The first treatment for testicular cancer is usually surgery to remove the affected testicle. You might also need another surgery to remove lymph nodes from the back of your abdomen.
Learn about the different types of surgery and what to expect both during your hospital stay and after your operation.
Types of surgery for testicular cancer:
There are different types of surgery for testicular cancer:
– Orchidectomy: This is the surgery to remove the affected testicle. It’s done both to diagnose and to treat testicular cancer.
– Retroperitoneal Lymph Node Dissection (RPLND): If needed, your doctor may perform surgery to remove some lymph nodes from the back of your abdomen.
– Lung Surgery: If the cancer has spread to your lung, you might have surgery to remove the cancer from the lung.
Removing a testicle (orchidectomy):
Removing the testicle is known as an orchidectomy or orchiectomy. In rare cases, if the tumor is very small, the surgeon may only remove a part of the testicle, which is called a partial orchidectomy.
During the surgery, the surgeon makes an incision in the groin and cuts the spermatic cord to remove the testicle.
Removing lymph nodes (retroperitoneal lymph node dissection):
Lymph nodes are found in many parts of the body and can become enlarged if cancer spreads to them.
Testicular cancer can spread to the lymph nodes located in the back of the abdomen, called the retroperitoneal lymph nodes, which are in front of the spine.
If this happens, you might need surgery to remove these lymph nodes. This surgery, known as a retroperitoneal lymph node dissection, is a major operation and is usually done at a specialized centre.
Image lymph nodes (cruk)
Removing secondary cancer in the lungs:
Testicular cancer can spread to the lungs, which is known as secondary cancer. If this happens, you might need surgery to remove the cancer from your lungs.
Your doctor might recommend this surgery if:
– There are still signs of cancer after chemotherapy.
– The cancer seems resistant to chemotherapy.
What to Expect
This is major surgery performed under general anaesthesia, so you will be asleep during the operation.
After you wake up, you’ll have:
– A drip (intravenous line) in your vein
– Tubes coming out from your wound
– A chest drain (a tube in your chest connected to a suction bottle) to help your lung expand again
The surgery will cause the lung to collapse temporarily, and the chest drain helps it re-inflate. Sometimes, the surgery may involve cutting through ribs, which can be painful while healing.
You might need this surgery more than once if the tumors come back, depending on your overall health and treatment preferences.
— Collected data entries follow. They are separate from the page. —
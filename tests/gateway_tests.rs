use fleetlink::codec::FrameDecoder;
use fleetlink::config::{CodecConfig, GatewayConfig};
use fleetlink::protocol::AgentCommand;
use fleetlink::registry::{AgentEndpoint, AgentSelector, RegistryError, StaticRoster};
use fleetlink::{AgentEvent, AgentStatus, Direction, Gateway, GatewayError, LinkState};
use std::sync::Arc;
use std::time::Duration;
use tokio::io::AsyncReadExt;
use tokio::net::{TcpListener, TcpStream};
use tokio::time::{self, timeout, Instant};

const WAIT: Duration = Duration::from_secs(3);

fn config() -> GatewayConfig {
    let mut config = GatewayConfig::default();
    config.connection.retry_interval_ms = 100;
    config.control.tick_interval_ms = 100;
    config.control.staleness_ms = 300;
    config.roster.refresh_interval_ms = 100;
    config
}

fn agent_at(id: u64, listener: &TcpListener) -> AgentEndpoint {
    AgentEndpoint {
        port: Some(listener.local_addr().unwrap().port()),
        ..AgentEndpoint::new(id, Some("127.0.0.1"))
    }
}

/// Reads commands off a fake agent socket.
struct CommandReader {
    stream: TcpStream,
    decoder: FrameDecoder,
    pending: Vec<AgentCommand>,
}

impl CommandReader {
    fn new(stream: TcpStream) -> Self {
        Self {
            stream,
            decoder: FrameDecoder::new(&CodecConfig::default()),
            pending: Vec::new(),
        }
    }

    async fn next(&mut self) -> Option<AgentCommand> {
        let mut buf = [0u8; 512];
        while self.pending.is_empty() {
            let n = timeout(WAIT, self.stream.read(&mut buf)).await.ok()?.ok()?;
            if n == 0 {
                return None;
            }
            for frame in self.decoder.feed(&buf[..n]) {
                self.pending
                    .push(serde_json::from_value(frame.ok()?).ok()?);
            }
        }
        Some(self.pending.remove(0))
    }
}

async fn wait_connected(gateway: &Gateway, id: u64) {
    let deadline = Instant::now() + WAIT;
    while !matches!(gateway.link_state(id).await, Ok(LinkState::Connected)) {
        assert!(Instant::now() < deadline, "agent {} never connected", id);
        time::sleep(Duration::from_millis(20)).await;
    }
}

#[tokio::test]
async fn test_direction_repeats_then_stops() {
    let listener = TcpListener::bind("127.0.0.1:0").await.unwrap();
    let (gateway, _events) = Gateway::start(config()).unwrap();
    gateway.connect_to_agent(agent_at(7, &listener)).await.unwrap();
    let (stream, _) = timeout(WAIT, listener.accept()).await.unwrap().unwrap();
    let mut agent = CommandReader::new(stream);
    wait_connected(&gateway, 7).await;

    gateway.set_direction(7, Direction::Forward).await.unwrap();

    let mut moving = 0;
    let started = Instant::now();
    loop {
        match agent.next().await.expect("command stream ended") {
            AgentCommand::Control(c) if c.linear_x > 0.0 => {
                assert_eq!(c.angular_z, 0.0);
                moving += 1;
            }
            AgentCommand::Control(c) => {
                assert_eq!((c.linear_x, c.angular_z), (0.0, 0.0));
                break;
            }
            other => panic!("unexpected {:?}", other),
        }
    }
    assert!(moving >= 1, "intent was never dispatched");
    assert!(started.elapsed() < Duration::from_secs(1));

    // Nothing more after the stop
    assert!(timeout(Duration::from_millis(300), agent.next()).await.is_err());

    gateway.shutdown().await;
}

#[tokio::test]
async fn test_navigation_goal_is_one_shot() {
    let listener = TcpListener::bind("127.0.0.1:0").await.unwrap();
    let (gateway, _events) = Gateway::start(config()).unwrap();
    gateway.connect_to_agent(agent_at(2, &listener)).await.unwrap();
    let (stream, _) = timeout(WAIT, listener.accept()).await.unwrap().unwrap();
    let mut agent = CommandReader::new(stream);
    wait_connected(&gateway, 2).await;

    assert!(gateway.set_target_position(2, 4.0, -1.0, None).await.unwrap());
    assert_eq!(agent.next().await, Some(AgentCommand::navigate(4.0, -1.0, Some(0.0))));
    assert!(timeout(Duration::from_millis(300), agent.next()).await.is_err());

    gateway.shutdown().await;
}

#[tokio::test]
async fn test_unknown_agents_are_rejected() {
    let (gateway, _events) = Gateway::start(config()).unwrap();

    assert!(matches!(
        gateway.set_direction(42, Direction::Left).await,
        Err(GatewayError::Registry(RegistryError::UnknownAgent(42)))
    ));
    assert!(matches!(
        gateway.send_control_cmd(42, 1.0, 0.0).await,
        Err(GatewayError::Registry(RegistryError::UnknownAgent(42)))
    ));
    assert!(gateway.disconnect_from_agent(&AgentSelector::Id(42)).await.is_empty());

    gateway.shutdown().await;
}

#[tokio::test]
async fn test_roster_refresh_connects_agents() {
    let listener = TcpListener::bind("127.0.0.1:0").await.unwrap();
    let (mut gateway, mut events) = Gateway::start(config()).unwrap();
    gateway.spawn_roster_refresh(Arc::new(StaticRoster(vec![agent_at(5, &listener)])));

    let (_stream, _) = timeout(WAIT, listener.accept()).await.unwrap().unwrap();
    match timeout(WAIT, events.recv()).await.unwrap() {
        Some(AgentEvent::Status { agent_id, update }) => {
            assert_eq!(agent_id, 5);
            assert_eq!(update.status, Some(AgentStatus::Idle));
        }
        other => panic!("unexpected {:?}", other),
    }

    // Further refreshes do not reconnect
    time::sleep(Duration::from_millis(350)).await;
    assert!(timeout(Duration::from_millis(200), listener.accept()).await.is_err());
    assert_eq!(gateway.link_stats(5).await.unwrap().sessions, 1);

    assert_eq!(gateway.disconnect_from_agent(&"5".parse().unwrap()).await, vec![5]);
    gateway.shutdown().await;
}

#[tokio::test]
async fn test_invalid_config_rejected() {
    let mut bad = GatewayConfig::default();
    bad.control.tick_interval_ms = 0;
    assert!(matches!(Gateway::start(bad), Err(GatewayError::Config(_))));
}

#[tokio::test(flavor = "multi_thread", worker_threads = 2)]
async fn test_stalled_agent_does_not_block_others() {
    let stalled = TcpListener::bind("127.0.0.1:0").await.unwrap();
    let healthy = TcpListener::bind("127.0.0.1:0").await.unwrap();
    let mut config = config();
    config.connection.write_timeout_ms = 500;
    let (gateway, _events) = Gateway::start(config).unwrap();
    gateway.connect_to_agent(agent_at(1, &stalled)).await.unwrap();
    gateway.connect_to_agent(agent_at(2, &healthy)).await.unwrap();

    // Agent 1 accepts and never reads
    let (_silent, _) = timeout(WAIT, stalled.accept()).await.unwrap().unwrap();
    let (stream, _) = timeout(WAIT, healthy.accept()).await.unwrap().unwrap();
    let mut agent = CommandReader::new(stream);
    wait_connected(&gateway, 1).await;
    wait_connected(&gateway, 2).await;

    // Flood agent 1 until its socket backs up; every call must still return
    let deadline = Instant::now() + Duration::from_secs(20);
    loop {
        assert!(Instant::now() < deadline, "stalled agent never pushed back");
        let sent = timeout(Duration::from_secs(1), gateway.send_navigation_cmd(1, 1.0, 2.0, None))
            .await
            .expect("command to stalled agent blocked")
            .unwrap();
        if !sent {
            break;
        }
    }

    let sent = timeout(Duration::from_secs(1), gateway.send_control_cmd(2, 0.5, 0.0))
        .await
        .expect("command to healthy agent blocked")
        .unwrap();
    assert!(sent);
    assert_eq!(agent.next().await, Some(AgentCommand::control(0.5, 0.0)));

    // The control tick still reaches the healthy agent, stop included
    gateway.set_direction(2, Direction::Left).await.unwrap();
    loop {
        match agent.next().await.expect("command stream ended") {
            AgentCommand::Control(c) if c.angular_z != 0.0 => {}
            AgentCommand::Control(c) => {
                assert_eq!((c.linear_x, c.angular_z), (0.0, 0.0));
                break;
            }
            other => panic!("unexpected {:?}", other),
        }
    }

    gateway.shutdown().await;
}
Removing lymph nodes for testicular cancer (retroperitoneal lymph node dissection):
You might need surgery to remove lymph nodes from your abdomen, known as the retroperitoneal lymph nodes. This surgery is called a retroperitoneal lymph node dissection.
It’s a major operation, and you may need to stay in the hospital for up to 5 days, depending on how the surgery goes.
What are retroperitoneal lymph nodes?:
Lymph nodes are a network of glands found throughout your body. Cancer can spread to these nodes and cause them to become enlarged.
Testicular cancer can spread to the lymph nodes in the back of your abdomen, known as the retroperitoneal lymph nodes, which are located in front of your spine.
Image of lymph nodes(cruk)
When do you have it:
Your doctor will discuss with you whether you need this surgery based on factors like the type and stage of your testicular cancer.
You might have this surgery if:
– Scans show your lymph nodes are still enlarged after chemotherapy.
– For stage 2A non-seminoma cancer, if chemotherapy isn’t an option and your tumor markers are normal.
– You cannot have chemotherapy or regular monitoring for some reason.
What happens:
This surgery is quite extensive and is done at a specialized centre. You might have a team of different surgeons, including a urologist and a vascular surgeon.
You will be under general anaesthesia, and the surgery can last between 3 and 7 hours.
Open Surgery:
– If you’re having this surgery after chemotherapy, it’s usually done as open surgery.
– The surgeon makes a long cut in your abdomen, from just below your rib cage to below your belly button.
Keyhole Surgery:
– If you haven’t had chemotherapy, you might have keyhole surgery, though it’s less common and usually done at specialized hospitals.
– Also known as laparoscopic surgery, this method involves several small cuts in your abdomen, with the help of a robotic system, rather than one large cut.
Problems after surgery:
This surgery can sometimes damage nerves that control ejaculation, which might lead to:
– Difficulty ejaculating
– Sperm going into your bladder (retrograde ejaculation)
Even if this happens, you should still be able to get an erection and have an orgasm. However, with retrograde ejaculation, you won’t be able to father a child through sexual intercourse. Your doctor will discuss sperm banking with you before the surgery.
There’s a specialized technique called nerve-sparing lymph node dissection that aims to avoid this issue. This is a highly specialized procedure and might require traveling to a specialist hospital. It’s not always possible if the cancer is near the nerves, as leaving them could increase the risk of the cancer returning.